Legal Cheek has learnt that Queen Square Chambers — which specialises in Chancery, commercial, criminal, employment, regulatory, personal injury and clinical negligence — recently alerted applicants that it was binning the offer for about a year.

One applicant expressed intense frustration, not least as the student was local to the area and was keen to find a Bristol place. In addition, said the applicant, the chambers required a significant investment of time in the application.

“Each application takes at least every evening for a week,” the disappointed pupillage-hunter told Legal Cheek. “Then it has to go off to be proof read, usually by the careers service at my inn. I also undertook a mini-pupillage, which was a week of my time, unpaid.”

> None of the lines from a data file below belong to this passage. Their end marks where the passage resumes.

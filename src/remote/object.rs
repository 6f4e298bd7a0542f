//! 对象存储后端（S3 / WebDAV / 本地目录）
//!
//! 这些后端没有稳定的条目 ID，也没有变更流：ID 就是路径（目录以 `/` 结尾），
//! 每轮全量枚举。

use super::{DeltaPage, RemoteDrive, RemoteItem, IO_TIMEOUT_SECS, OP_TIMEOUT_SECS};
use crate::core::path;
use crate::error::RemoteError;
use async_trait::async_trait;
use futures::TryStreamExt;
use opendal::{layers::TimeoutLayer, Metadata, Metakey, Operator};
use std::time::Duration;
use tracing::debug;

const ROOT_ID: &str = "";

pub struct ObjectDrive {
    operator: Operator,
    name: String,
}

fn parent_id_of(id: &str) -> String {
    let trimmed = id.trim_end_matches('/');
    match trimmed.rfind('/') {
        Some(pos) => trimmed[..=pos].to_string(),
        None => ROOT_ID.to_string(),
    }
}

fn child_id(parent_id: &str, name: &str, is_folder: bool) -> String {
    let suffix = if is_folder { "/" } else { "" };
    format!("{}{}{}", parent_id, name, suffix)
}

fn to_item(id: &str, meta: &Metadata) -> RemoteItem {
    let is_folder = id.ends_with('/') || meta.is_dir();
    let mtime = meta.last_modified().map_or(0, |t| t.timestamp());
    let size = if is_folder { 0 } else { meta.content_length() };
    let version = meta
        .etag()
        .map(|s| s.trim_matches('"').to_string())
        .unwrap_or_else(|| format!("{}-{}", size, mtime));

    RemoteItem {
        id: id.to_string(),
        parent_id: Some(parent_id_of(id)),
        name: path::normalize_name(path::file_name(id.trim_end_matches('/'))),
        path: Some(path::normalize_path(id)),
        is_folder,
        deleted: false,
        size,
        mtime,
        content_hash: None,
        version: (!is_folder).then_some(version),
    }
}

impl ObjectDrive {
    fn with_timeouts(operator: Operator) -> Operator {
        operator
            .layer(
                TimeoutLayer::default()
                    .with_timeout(Duration::from_secs(OP_TIMEOUT_SECS))
                    .with_io_timeout(Duration::from_secs(IO_TIMEOUT_SECS)),
            )
    }

    pub fn s3(
        bucket: &str,
        region: &str,
        access_key: &str,
        secret_key: &str,
        endpoint: Option<String>,
        prefix: Option<String>,
    ) -> Result<Self, RemoteError> {
        use opendal::services::S3;

        let mut builder = S3::default()
            .bucket(bucket)
            .region(region)
            .access_key_id(access_key)
            .secret_access_key(secret_key);

        if let Some(ref ep) = endpoint {
            builder = builder.endpoint(ep);
        }

        if let Some(ref p) = prefix {
            builder = builder.root(p);
        }

        let operator = Self::with_timeouts(Operator::new(builder)?.finish());

        let name = format!(
            "s3://{}{}",
            bucket,
            prefix
                .as_deref()
                .map(|p| format!("/{}", p))
                .unwrap_or_default()
        );

        Ok(Self { operator, name })
    }

    pub async fn webdav(
        endpoint: &str,
        username: &str,
        password: &str,
        root: Option<String>,
    ) -> Result<Self, RemoteError> {
        use opendal::services::Webdav;

        let mut builder = Webdav::default()
            .endpoint(endpoint)
            .username(username)
            .password(password);

        if let Some(ref r) = root {
            builder = builder.root(r);
        }

        let operator = Self::with_timeouts(Operator::new(builder)?.finish());

        let name = format!(
            "webdav://{}{}",
            endpoint.trim_end_matches('/'),
            root.as_deref()
                .map(|r| format!("/{}", r.trim_start_matches('/')))
                .unwrap_or_default()
        );

        // 某些 WebDAV 服务器需要先创建根目录，已存在时忽略错误
        let _ = operator.create_dir("/").await;

        Ok(Self { operator, name })
    }

    pub fn fs(root: &str) -> Result<Self, RemoteError> {
        use opendal::services::Fs;

        std::fs::create_dir_all(root).map_err(|e| RemoteError::Permanent(e.to_string()))?;
        let operator = Operator::new(Fs::default().root(root))?.finish();
        Ok(Self {
            operator,
            name: format!("fs://{}", root),
        })
    }

    async fn stat_item(&self, id: &str) -> Result<RemoteItem, RemoteError> {
        let meta = self.operator.stat(id).await?;
        Ok(to_item(id, &meta))
    }

    /// 不支持 rename 的后端：逐个复制再删除
    async fn copy_tree(&self, from: &str, to: &str) -> Result<(), RemoteError> {
        self.operator.create_dir(to).await?;
        let mut lister = self
            .operator
            .lister_with(from)
            .recursive(true)
            .metakey(Metakey::Mode)
            .await?;

        while let Some(entry) = lister.try_next().await? {
            let src = entry.path();
            if src == from {
                continue;
            }
            let Some(suffix) = src.strip_prefix(from) else {
                continue;
            };
            let dst = format!("{}{}", to, suffix);
            if entry.metadata().is_dir() {
                self.operator.create_dir(&dst).await?;
            } else {
                self.operator.copy(src, &dst).await?;
            }
        }
        Ok(())
    }
}

#[async_trait]
impl RemoteDrive for ObjectDrive {
    fn name(&self) -> &str {
        &self.name
    }

    fn root_id(&self) -> &str {
        ROOT_ID
    }

    fn supports_delta(&self) -> bool {
        false
    }

    async fn delta(&self, _cursor: &str, _page: Option<&str>) -> Result<DeltaPage, RemoteError> {
        Err(RemoteError::CursorInvalid)
    }

    async fn list_all(&self, _page: Option<&str>) -> Result<DeltaPage, RemoteError> {
        let mut items = Vec::new();

        let mut lister = self
            .operator
            .lister_with("")
            .recursive(true)
            .metakey(
                Metakey::ContentLength | Metakey::LastModified | Metakey::Mode | Metakey::Etag,
            )
            .await?;

        while let Some(entry) = lister.try_next().await? {
            let id = entry.path().trim_start_matches('/');

            // 跳过根目录
            if id.is_empty() {
                continue;
            }

            items.push(to_item(id, entry.metadata()));
        }

        debug!("{} 全量枚举 {} 个条目", self.name, items.len());

        Ok(DeltaPage {
            items,
            next_page: None,
            cursor: Some(chrono::Utc::now().timestamp().to_string()),
        })
    }

    async fn create_folder(&self, parent_id: &str, name: &str) -> Result<RemoteItem, RemoteError> {
        let id = child_id(parent_id, name, true);
        self.operator.create_dir(&id).await?;
        Ok(self
            .stat_item(&id)
            .await
            .unwrap_or_else(|_| RemoteItem {
                id: id.clone(),
                parent_id: Some(parent_id.to_string()),
                name: name.to_string(),
                path: Some(path::normalize_path(&id)),
                is_folder: true,
                deleted: false,
                size: 0,
                mtime: 0,
                content_hash: None,
                version: None,
            }))
    }

    async fn upload(
        &self,
        parent_id: &str,
        name: &str,
        data: Vec<u8>,
        existing_id: Option<&str>,
    ) -> Result<RemoteItem, RemoteError> {
        let id = existing_id
            .map(str::to_string)
            .unwrap_or_else(|| child_id(parent_id, name, false));
        self.operator.write(&id, data).await?;
        self.stat_item(&id).await
    }

    async fn download(&self, id: &str) -> Result<Vec<u8>, RemoteError> {
        let data = self.operator.read(id).await?;
        Ok(data.to_vec())
    }

    async fn delete(&self, id: &str) -> Result<(), RemoteError> {
        if id.ends_with('/') {
            self.operator.remove_all(id).await?;
        } else {
            self.operator.delete(id).await?;
        }
        Ok(())
    }

    async fn move_item(
        &self,
        id: &str,
        new_parent_id: &str,
        new_name: &str,
    ) -> Result<RemoteItem, RemoteError> {
        let is_folder = id.ends_with('/');
        let new_id = child_id(new_parent_id, new_name, is_folder);
        let can_rename = self.operator.info().full_capability().rename;

        if is_folder {
            self.copy_tree(id, &new_id).await?;
            self.operator.remove_all(id).await?;
        } else if can_rename {
            self.operator.rename(id, &new_id).await?;
        } else {
            self.operator.copy(id, &new_id).await?;
            self.operator.delete(id).await?;
        }

        self.stat_item(&new_id).await
    }
}

#[cfg(test)]
mod tests {
    use super::*;

    #[test]
    fn test_path_ids() {
        assert_eq!(parent_id_of("a/b/c.txt"), "a/b/");
        assert_eq!(parent_id_of("a/b/"), "a/");
        assert_eq!(parent_id_of("top.txt"), "");
        assert_eq!(child_id("a/", "b", true), "a/b/");
        assert_eq!(child_id("", "x.txt", false), "x.txt");
    }

    #[tokio::test]
    async fn test_fs_backend_roundtrip() {
        let dir = tempfile::tempdir().unwrap();
        let drive = ObjectDrive::fs(dir.path().to_str().unwrap()).unwrap();

        let folder = drive.create_folder("", "docs").await.unwrap();
        assert_eq!(folder.id, "docs/");
        let file = drive
            .upload(&folder.id, "a.txt", b"hello".to_vec(), None)
            .await
            .unwrap();
        assert_eq!(file.id, "docs/a.txt");
        assert_eq!(file.parent_id.as_deref(), Some("docs/"));

        let listing = drive.list_all(None).await.unwrap();
        let ids: Vec<_> = listing.items.iter().map(|i| i.id.as_str()).collect();
        assert!(ids.contains(&"docs/a.txt"));
        assert!(listing.cursor.is_some());

        let moved = drive.move_item(&file.id, "", "b.txt").await.unwrap();
        assert_eq!(moved.id, "b.txt");
        assert_eq!(drive.download("b.txt").await.unwrap(), b"hello");

        drive.delete("docs/").await.unwrap();
        assert!(!dir.path().join("docs").exists());
    }
}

Applications were required by late April for a pupillage that was scheduled to begin this coming January.

Signs of trouble first arose when the chambers postponed its selection process until October. Then, at the end of last month — no more than six weeks before the scheduled start date — Queen Square called off the potential deal.

According to the shunned applicant, the chambers wrote:

“Unfortunately, due to circumstances beyond our control, we will not be offering any pupillages to start in January 2015. We apologise for the understandable inconvenience and frustration this will cause; please rest assured that this was not a decision that was taken lightly.”

The chambers went on to say that it intended to recruit pupils for an October 2015 start, kicking off its application process afresh in the new year.

This is not the first time chambers have hit applicants with a last-minute deferral of possible pupillage places — indeed, the Bristol law student community is rife with rumours that at least one other local set has behaved similarly to Queen Square.

For its part, Queen Square, which describes itself as a “forward thinking and dynamic set of barristers’ chambers”, has declined to issue a statement, with head of chambers Christopher Taylor not responding to requests for comment.